INPUT RECORDS |
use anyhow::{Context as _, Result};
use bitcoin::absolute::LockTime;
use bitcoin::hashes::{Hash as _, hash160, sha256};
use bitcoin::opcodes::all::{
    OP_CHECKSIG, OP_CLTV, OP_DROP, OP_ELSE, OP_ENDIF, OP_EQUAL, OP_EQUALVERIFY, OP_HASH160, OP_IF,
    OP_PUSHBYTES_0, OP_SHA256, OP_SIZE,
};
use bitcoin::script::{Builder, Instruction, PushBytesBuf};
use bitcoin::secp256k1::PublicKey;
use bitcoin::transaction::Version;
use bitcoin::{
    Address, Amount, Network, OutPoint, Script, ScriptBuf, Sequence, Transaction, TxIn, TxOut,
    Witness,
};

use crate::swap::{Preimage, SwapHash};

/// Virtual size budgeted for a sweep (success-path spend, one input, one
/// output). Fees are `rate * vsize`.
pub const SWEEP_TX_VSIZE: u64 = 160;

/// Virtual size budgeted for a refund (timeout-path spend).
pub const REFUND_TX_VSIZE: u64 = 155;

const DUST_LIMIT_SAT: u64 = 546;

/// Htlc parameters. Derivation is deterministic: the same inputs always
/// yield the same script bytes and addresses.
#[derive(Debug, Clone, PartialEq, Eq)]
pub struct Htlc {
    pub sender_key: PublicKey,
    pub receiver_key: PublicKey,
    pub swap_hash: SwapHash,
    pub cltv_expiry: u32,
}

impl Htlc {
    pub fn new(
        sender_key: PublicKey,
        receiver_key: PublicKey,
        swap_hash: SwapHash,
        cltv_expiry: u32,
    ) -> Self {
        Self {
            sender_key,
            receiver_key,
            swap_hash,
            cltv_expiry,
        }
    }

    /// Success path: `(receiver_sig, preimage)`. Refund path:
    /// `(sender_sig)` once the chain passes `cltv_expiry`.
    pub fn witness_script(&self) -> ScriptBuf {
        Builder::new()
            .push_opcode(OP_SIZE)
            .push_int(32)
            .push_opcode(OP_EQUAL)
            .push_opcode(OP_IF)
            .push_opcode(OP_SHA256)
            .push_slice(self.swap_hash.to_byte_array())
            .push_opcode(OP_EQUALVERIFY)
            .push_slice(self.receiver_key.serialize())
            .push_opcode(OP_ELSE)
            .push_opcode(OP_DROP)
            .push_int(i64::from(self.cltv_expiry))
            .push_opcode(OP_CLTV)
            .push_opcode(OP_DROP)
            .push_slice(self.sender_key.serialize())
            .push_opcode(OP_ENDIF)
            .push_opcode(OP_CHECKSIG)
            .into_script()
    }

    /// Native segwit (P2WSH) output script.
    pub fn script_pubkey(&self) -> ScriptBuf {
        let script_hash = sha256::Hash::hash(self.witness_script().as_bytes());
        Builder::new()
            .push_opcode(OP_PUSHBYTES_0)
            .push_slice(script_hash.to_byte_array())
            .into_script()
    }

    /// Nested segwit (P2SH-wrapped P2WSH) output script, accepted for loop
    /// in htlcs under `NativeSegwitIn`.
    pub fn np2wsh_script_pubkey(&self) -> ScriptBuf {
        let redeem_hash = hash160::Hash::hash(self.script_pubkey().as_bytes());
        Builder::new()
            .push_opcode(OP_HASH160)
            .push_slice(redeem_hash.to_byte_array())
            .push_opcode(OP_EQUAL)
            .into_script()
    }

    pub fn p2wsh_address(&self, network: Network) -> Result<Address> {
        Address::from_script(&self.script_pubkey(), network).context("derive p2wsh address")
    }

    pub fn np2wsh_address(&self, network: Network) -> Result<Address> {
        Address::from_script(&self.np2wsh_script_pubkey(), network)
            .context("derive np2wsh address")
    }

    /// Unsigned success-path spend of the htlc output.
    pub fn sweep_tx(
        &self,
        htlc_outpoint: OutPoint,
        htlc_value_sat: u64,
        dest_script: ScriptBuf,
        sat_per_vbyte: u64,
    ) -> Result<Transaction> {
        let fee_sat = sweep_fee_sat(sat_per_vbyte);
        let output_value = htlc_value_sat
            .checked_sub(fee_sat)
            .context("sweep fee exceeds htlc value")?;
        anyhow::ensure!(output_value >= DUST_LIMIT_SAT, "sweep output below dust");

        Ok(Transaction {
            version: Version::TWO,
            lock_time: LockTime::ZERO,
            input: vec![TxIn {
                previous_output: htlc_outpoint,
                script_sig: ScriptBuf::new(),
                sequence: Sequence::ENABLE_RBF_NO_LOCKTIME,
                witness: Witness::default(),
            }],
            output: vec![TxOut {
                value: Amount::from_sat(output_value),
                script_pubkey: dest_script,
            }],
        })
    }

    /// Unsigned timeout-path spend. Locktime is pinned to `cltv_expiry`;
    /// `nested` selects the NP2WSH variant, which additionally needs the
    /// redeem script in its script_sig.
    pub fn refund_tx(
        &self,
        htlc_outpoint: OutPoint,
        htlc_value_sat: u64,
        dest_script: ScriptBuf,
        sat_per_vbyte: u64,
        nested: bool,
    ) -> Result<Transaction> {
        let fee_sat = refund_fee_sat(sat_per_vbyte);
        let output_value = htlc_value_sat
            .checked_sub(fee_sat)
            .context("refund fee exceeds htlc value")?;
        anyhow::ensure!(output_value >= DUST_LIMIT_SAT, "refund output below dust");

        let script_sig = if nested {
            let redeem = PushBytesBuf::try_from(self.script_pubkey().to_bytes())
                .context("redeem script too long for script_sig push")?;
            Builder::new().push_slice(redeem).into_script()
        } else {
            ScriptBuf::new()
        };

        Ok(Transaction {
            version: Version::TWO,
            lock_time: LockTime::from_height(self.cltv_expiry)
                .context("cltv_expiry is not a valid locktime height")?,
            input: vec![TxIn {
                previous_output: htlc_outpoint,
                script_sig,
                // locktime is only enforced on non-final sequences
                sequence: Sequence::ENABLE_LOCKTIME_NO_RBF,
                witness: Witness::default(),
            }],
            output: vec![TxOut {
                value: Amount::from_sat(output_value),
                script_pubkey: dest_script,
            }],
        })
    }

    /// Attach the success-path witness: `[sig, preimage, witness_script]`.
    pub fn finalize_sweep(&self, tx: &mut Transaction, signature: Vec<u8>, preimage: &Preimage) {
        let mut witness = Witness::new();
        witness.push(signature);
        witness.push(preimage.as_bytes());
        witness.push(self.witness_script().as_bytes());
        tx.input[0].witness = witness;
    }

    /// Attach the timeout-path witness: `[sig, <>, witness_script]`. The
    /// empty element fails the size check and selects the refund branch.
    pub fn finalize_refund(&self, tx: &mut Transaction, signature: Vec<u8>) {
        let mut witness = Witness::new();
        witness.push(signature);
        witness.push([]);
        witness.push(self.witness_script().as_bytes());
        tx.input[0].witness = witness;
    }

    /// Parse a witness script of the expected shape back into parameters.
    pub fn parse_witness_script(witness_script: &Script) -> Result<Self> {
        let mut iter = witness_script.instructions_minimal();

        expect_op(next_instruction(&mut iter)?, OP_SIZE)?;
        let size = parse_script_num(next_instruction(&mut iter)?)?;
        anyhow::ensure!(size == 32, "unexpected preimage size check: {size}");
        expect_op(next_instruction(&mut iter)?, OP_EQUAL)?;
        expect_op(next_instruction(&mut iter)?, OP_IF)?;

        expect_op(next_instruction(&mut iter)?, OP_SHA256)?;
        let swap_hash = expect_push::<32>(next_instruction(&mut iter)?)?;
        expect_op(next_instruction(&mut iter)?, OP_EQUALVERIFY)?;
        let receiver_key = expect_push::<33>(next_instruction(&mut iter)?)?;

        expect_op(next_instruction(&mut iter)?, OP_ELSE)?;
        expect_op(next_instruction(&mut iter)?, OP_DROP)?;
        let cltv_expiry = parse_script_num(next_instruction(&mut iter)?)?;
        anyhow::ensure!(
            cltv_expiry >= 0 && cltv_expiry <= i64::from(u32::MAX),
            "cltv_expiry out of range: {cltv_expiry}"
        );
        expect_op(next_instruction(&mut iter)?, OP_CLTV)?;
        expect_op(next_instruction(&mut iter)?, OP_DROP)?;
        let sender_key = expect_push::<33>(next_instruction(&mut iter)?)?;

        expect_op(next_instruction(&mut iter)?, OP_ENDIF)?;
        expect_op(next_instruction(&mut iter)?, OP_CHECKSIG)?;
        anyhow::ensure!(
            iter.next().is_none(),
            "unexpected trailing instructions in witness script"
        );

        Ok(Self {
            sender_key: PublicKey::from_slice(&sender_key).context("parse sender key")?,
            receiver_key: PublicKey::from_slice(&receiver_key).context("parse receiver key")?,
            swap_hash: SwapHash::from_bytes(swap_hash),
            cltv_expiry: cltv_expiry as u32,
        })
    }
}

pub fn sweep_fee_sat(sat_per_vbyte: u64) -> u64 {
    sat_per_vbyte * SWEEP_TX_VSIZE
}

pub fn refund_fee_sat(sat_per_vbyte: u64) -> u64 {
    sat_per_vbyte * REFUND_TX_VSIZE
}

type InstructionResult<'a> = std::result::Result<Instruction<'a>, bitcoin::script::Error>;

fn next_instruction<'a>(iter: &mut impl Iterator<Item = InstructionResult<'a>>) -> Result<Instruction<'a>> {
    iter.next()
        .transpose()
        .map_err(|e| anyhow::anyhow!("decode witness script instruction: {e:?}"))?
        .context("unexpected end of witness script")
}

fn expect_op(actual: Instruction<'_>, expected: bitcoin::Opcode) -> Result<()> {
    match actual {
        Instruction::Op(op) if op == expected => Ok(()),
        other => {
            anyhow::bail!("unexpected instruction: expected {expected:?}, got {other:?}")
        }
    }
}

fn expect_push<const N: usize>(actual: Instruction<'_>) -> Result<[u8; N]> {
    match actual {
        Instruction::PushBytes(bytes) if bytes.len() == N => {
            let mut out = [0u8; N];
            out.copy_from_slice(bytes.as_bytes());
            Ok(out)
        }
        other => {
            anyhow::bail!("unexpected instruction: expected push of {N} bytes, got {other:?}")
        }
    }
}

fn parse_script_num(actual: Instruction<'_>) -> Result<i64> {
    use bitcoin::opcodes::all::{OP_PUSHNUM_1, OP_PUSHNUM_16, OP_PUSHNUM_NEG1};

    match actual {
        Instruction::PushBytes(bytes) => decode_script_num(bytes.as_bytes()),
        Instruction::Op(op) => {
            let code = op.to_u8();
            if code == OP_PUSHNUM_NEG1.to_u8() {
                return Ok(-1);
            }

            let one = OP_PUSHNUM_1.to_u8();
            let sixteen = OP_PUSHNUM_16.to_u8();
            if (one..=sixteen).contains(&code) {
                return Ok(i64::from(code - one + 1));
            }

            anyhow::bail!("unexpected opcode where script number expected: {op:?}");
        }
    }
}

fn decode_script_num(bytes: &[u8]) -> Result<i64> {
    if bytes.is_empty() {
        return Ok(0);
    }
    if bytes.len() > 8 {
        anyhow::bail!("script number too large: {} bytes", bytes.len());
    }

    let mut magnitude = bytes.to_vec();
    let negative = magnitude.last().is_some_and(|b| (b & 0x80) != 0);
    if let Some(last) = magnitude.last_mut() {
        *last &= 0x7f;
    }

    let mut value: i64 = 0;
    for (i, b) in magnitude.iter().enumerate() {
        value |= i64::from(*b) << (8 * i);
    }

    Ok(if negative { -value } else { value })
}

EXERCISE DETAILS |
Out of the entries, pull every line that mentions "sixteen".

SOLUTION TO THE PROBLEM |
            let sixteen = OP_PUSHNUM_16.to_u8();
            if (one..=sixteen).contains(&code) {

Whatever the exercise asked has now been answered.